We find the ruling and reasoning of the trial court, as well as the subsequent affirmation by the CA, erroneous on three counts.

The drug test in Section 15 does not cover
persons apprehended or arrested for any
unlawful act, but only for unlawful acts
listed under Article II of R.A. 9165.

First, “[a] person apprehended or arrested” cannot literally mean any person apprehended or arrested for any crime. The phrase must be read in context and understood in consonance with R.A. 9165. Section 15 comprehends persons arrested or apprehended for unlawful acts listed under Article II of the law.

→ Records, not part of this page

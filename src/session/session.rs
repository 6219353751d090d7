use super::config::SessionConfig;
use super::state::{Action, ConnectionStatus, Effect, ViewState};
use crate::clipboard::Clipboard;
use crate::error::ChatError;
use crate::feed::{FeedAdapter, RemoteLog, Snapshot};
use crate::media;
use crate::render::render;
use crate::speech::{AnnouncementQueue, PlaybackOutcome, SpeechEngine, Voice};
use anyhow::{Context, Result};
use chrono::Utc;
use std::path::Path;
use std::sync::Arc;
use tokio::sync::{mpsc, oneshot, watch, Mutex};
use tokio::task::JoinHandle;
use tracing::{debug, error, info, warn};

enum Command {
    Dispatch {
        action: Action,
        reply: oneshot::Sender<Result<(), ChatError>>,
    },
    Shutdown,
}

/// Completions of background work started by the actor
enum SessionEvent {
    VoicesLoaded(Result<Vec<Voice>>),
    CopiedExpired(String),
    AppendFailed(String),
}

/// A chat session: remote feed, announcements, and the view state
pub struct ChatSession {
    /// Session configuration
    config: SessionConfig,

    /// Remote message log
    log: Arc<dyn RemoteLog>,

    /// Speech engine used for announcements and the voice list
    engine: Arc<dyn SpeechEngine>,

    /// Clipboard for copying code blocks
    clipboard: Arc<dyn Clipboard>,
}

impl ChatSession {
    pub fn new(
        config: SessionConfig,
        log: Arc<dyn RemoteLog>,
        engine: Arc<dyn SpeechEngine>,
        clipboard: Arc<dyn Clipboard>,
    ) -> Self {
        Self {
            config,
            log,
            engine,
            clipboard,
        }
    }

    /// Subscribe to the remote log and start the session actor
    pub async fn start(self) -> Result<SessionHandle> {
        info!(
            "Starting chat session {} (log={}, engine={}, detection={:?})",
            self.config.session_id,
            self.log.name(),
            self.engine.name(),
            self.config.detection
        );

        let snapshots = self
            .log
            .subscribe(self.config.history_limit)
            .await
            .context("Failed to subscribe to remote log")?;

        let state = ViewState::new(self.config.session_id.clone(), self.config.speech.clone());

        let (command_tx, command_rx) = mpsc::channel(64);
        let (event_tx, event_rx) = mpsc::unbounded_channel();
        let (view_tx, view_rx) = watch::channel(state.clone());
        let (frame_tx, frame_rx) = watch::channel(render(&state));

        let actor = SessionActor {
            adapter: FeedAdapter::new(self.config.detection),
            queue: AnnouncementQueue::new(Arc::clone(&self.engine)),
            state,
            log: self.log,
            engine: self.engine,
            clipboard: self.clipboard,
            events: event_tx,
            view_tx,
            frame_tx,
            feed_open: true,
        };

        let task = tokio::spawn(actor.run(command_rx, snapshots, event_rx));

        info!("Chat session started successfully");

        Ok(SessionHandle {
            commands: command_tx,
            view: view_rx,
            frames: frame_rx,
            task: Arc::new(Mutex::new(Some(task))),
        })
    }
}

/// Owner of the view state; every mutation happens on this task
struct SessionActor {
    adapter: FeedAdapter,
    queue: AnnouncementQueue,
    state: ViewState,
    log: Arc<dyn RemoteLog>,
    engine: Arc<dyn SpeechEngine>,
    clipboard: Arc<dyn Clipboard>,
    events: mpsc::UnboundedSender<SessionEvent>,
    view_tx: watch::Sender<ViewState>,
    frame_tx: watch::Sender<String>,
    /// Whether the snapshot subscription is still delivering
    feed_open: bool,
}

impl SessionActor {
    async fn run(
        mut self,
        mut commands: mpsc::Receiver<Command>,
        mut snapshots: mpsc::Receiver<Snapshot>,
        mut events: mpsc::UnboundedReceiver<SessionEvent>,
    ) {
        info!("Session actor started");

        self.run_effect(Effect::LoadVoices);

        loop {
            // Answered after publishing so callers observe the new state
            let mut answer = None;

            tokio::select! {
                command = commands.recv() => match command {
                    Some(Command::Dispatch { action, reply }) => {
                        let result = self.dispatch(action);
                        if let Err(e) = &result {
                            debug!("Rejected action: {}", e);
                        }
                        answer = Some((reply, result));
                    }
                    Some(Command::Shutdown) | None => break,
                },
                snapshot = snapshots.recv(), if self.feed_open => match snapshot {
                    Some(snapshot) => self.on_snapshot(snapshot),
                    None => {
                        let lost = ChatError::Connection(
                            "message feed subscription ended".to_string(),
                        );
                        warn!("Remote log subscription lost: {}", lost);
                        self.feed_open = false;
                        self.state.connection = ConnectionStatus::Lost;
                        self.state.notice = Some(lost.to_string());
                    }
                },
                Some(outcome) = self.queue.completed(), if self.queue.is_speaking() => {
                    self.on_playback(outcome);
                }
                Some(event) = events.recv() => self.on_event(event),
            }

            self.publish();

            if let Some((reply, result)) = answer {
                let _ = reply.send(result);
            }
        }

        info!(
            "Session actor stopped ({} announcements still queued)",
            self.queue.pending_len()
        );
    }

    fn on_snapshot(&mut self, snapshot: Snapshot) {
        let update = self.adapter.reconcile(snapshot, &self.state.username);

        self.state.connection = ConnectionStatus::Connected;
        self.state.messages = update.messages;

        for task in update.announcements {
            self.queue
                .enqueue(task, &self.state.settings, &self.state.voices);
        }
    }

    fn on_playback(&mut self, outcome: PlaybackOutcome) {
        if let Err(e) = &outcome.result {
            self.state.notice = Some(e.to_string());
        }
        self.queue
            .finish(&outcome, &self.state.settings, &self.state.voices);
    }

    fn on_event(&mut self, event: SessionEvent) {
        match event {
            SessionEvent::VoicesLoaded(Ok(voices)) => {
                info!("Voice list refreshed ({} voices)", voices.len());
                self.state.voices_loaded(voices);
            }
            SessionEvent::VoicesLoaded(Err(e)) => {
                warn!("Failed to load voices, using engine default: {:#}", e);
            }
            SessionEvent::CopiedExpired(id) => self.state.clear_copied(&id),
            SessionEvent::AppendFailed(reason) => {
                self.state.notice = Some(format!("Message not sent: {}", reason));
            }
        }
    }

    fn dispatch(&mut self, action: Action) -> Result<(), ChatError> {
        let effects = self.state.apply(action, Utc::now().timestamp_millis())?;
        for effect in effects {
            self.run_effect(effect);
        }
        Ok(())
    }

    fn run_effect(&self, effect: Effect) {
        match effect {
            Effect::Append(record) => {
                let log = Arc::clone(&self.log);
                let events = self.events.clone();
                tokio::spawn(async move {
                    if let Err(e) = log.append(record).await {
                        error!("Failed to append message: {:#}", e);
                        let _ = events.send(SessionEvent::AppendFailed(format!("{:#}", e)));
                    }
                });
            }
            Effect::CopyToClipboard(text) => {
                let clipboard = Arc::clone(&self.clipboard);
                tokio::spawn(async move {
                    if let Err(e) = clipboard.copy(&text).await {
                        warn!("Failed to copy to clipboard: {:#}", e);
                    }
                });
            }
            Effect::ClearCopiedAfter { id, delay } => {
                let events = self.events.clone();
                tokio::spawn(async move {
                    tokio::time::sleep(delay).await;
                    let _ = events.send(SessionEvent::CopiedExpired(id));
                });
            }
            Effect::LoadVoices => {
                let engine = Arc::clone(&self.engine);
                let events = self.events.clone();
                tokio::spawn(async move {
                    let result = engine.voices().await;
                    let _ = events.send(SessionEvent::VoicesLoaded(result));
                });
            }
        }
    }

    /// Re-render after a mutation and publish state and frame
    fn publish(&self) {
        self.view_tx.send_replace(self.state.clone());
        self.frame_tx.send_replace(render(&self.state));
    }
}

/// Cloneable handle to a running session
#[derive(Clone)]
pub struct SessionHandle {
    commands: mpsc::Sender<Command>,
    view: watch::Receiver<ViewState>,
    frames: watch::Receiver<String>,
    task: Arc<Mutex<Option<JoinHandle<()>>>>,
}

impl SessionHandle {
    /// Apply an action on the session task
    pub async fn dispatch(&self, action: Action) -> Result<(), ChatError> {
        let (reply, rx) = oneshot::channel();
        self.commands
            .send(Command::Dispatch { action, reply })
            .await
            .map_err(|_| ChatError::SessionClosed)?;
        rx.await.map_err(|_| ChatError::SessionClosed)?
    }

    /// Replace the draft with `text` and send it
    pub async fn send_text(&self, text: impl Into<String>) -> Result<(), ChatError> {
        self.dispatch(Action::EditDraft(text.into())).await?;
        self.dispatch(Action::SendMessage).await
    }

    /// Read a local file and stage it as the pending attachment
    pub async fn upload_media(&self, path: impl AsRef<Path>) -> Result<(), ChatError> {
        let attachment = media::load_attachment(path).await?;
        self.dispatch(Action::AttachMedia(attachment)).await
    }

    /// Latest published view state
    pub fn view(&self) -> ViewState {
        self.view.borrow().clone()
    }

    /// Latest rendered frame
    pub fn frame(&self) -> String {
        self.frames.borrow().clone()
    }

    /// Receiver notified on every re-render
    pub fn subscribe_frames(&self) -> watch::Receiver<String> {
        self.frames.clone()
    }

    /// Wait until the published state satisfies `predicate`
    pub async fn wait_for(
        &self,
        predicate: impl FnMut(&ViewState) -> bool,
    ) -> Result<ViewState, ChatError> {
        let mut view = self.view.clone();
        let state = view
            .wait_for(predicate)
            .await
            .map_err(|_| ChatError::SessionClosed)?
            .clone();
        Ok(state)
    }

    /// Stop the session actor; queued announcements are dropped
    pub async fn shutdown(&self) -> Result<()> {
        info!("Stopping chat session");

        // Already stopped if the channel is closed
        let _ = self.commands.send(Command::Shutdown).await;

        let mut handle = self.task.lock().await;
        if let Some(task) = handle.take() {
            if let Err(e) = task.await {
                error!("Session task panicked: {}", e);
            }
        }

        Ok(())
    }
}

Hence, a drug test can be made upon persons who are apprehended or arrested for, among others, the “importation,”[9] “sale, trading, administration, dispensation, delivery, distribution and transportation”,[10] “manufacture”[11] and “possession”[12] of dangerous drugs and/or controlled precursors and essential chemicals; possession thereof “during parties, social gatherings or meetings”[13]; being “employees and visitors of a den, dive or  resort”;[14] “maintenance of a den, dive or resort”;[15] “illegal chemical diversion of controlled precursors and essential chemicals”[16]; “manufacture or delivery”[17] or “possession”[18] of equipment, instrument, apparatus, and other paraphernalia for dangerous drugs and/or controlled precursors and essential chemicals; possession of dangerous drugs “during parties, social gatherings or meetings”[19]; “unnecessary”[20] or “unlawful”[21] prescription thereof; “cultivation or culture of plants classified as dangerous drugs or are sources thereof”;[22]and “maintenance and keeping of original records of transactions on dangerous drugs and/or controlled precursors and essential chemicals.”[23]To make the provision applicable to all persons arrested or apprehended for any crime not listed under Article II is tantamount to unduly expanding its meaning. Note that accused appellant here was arrested in the alleged act of extortion.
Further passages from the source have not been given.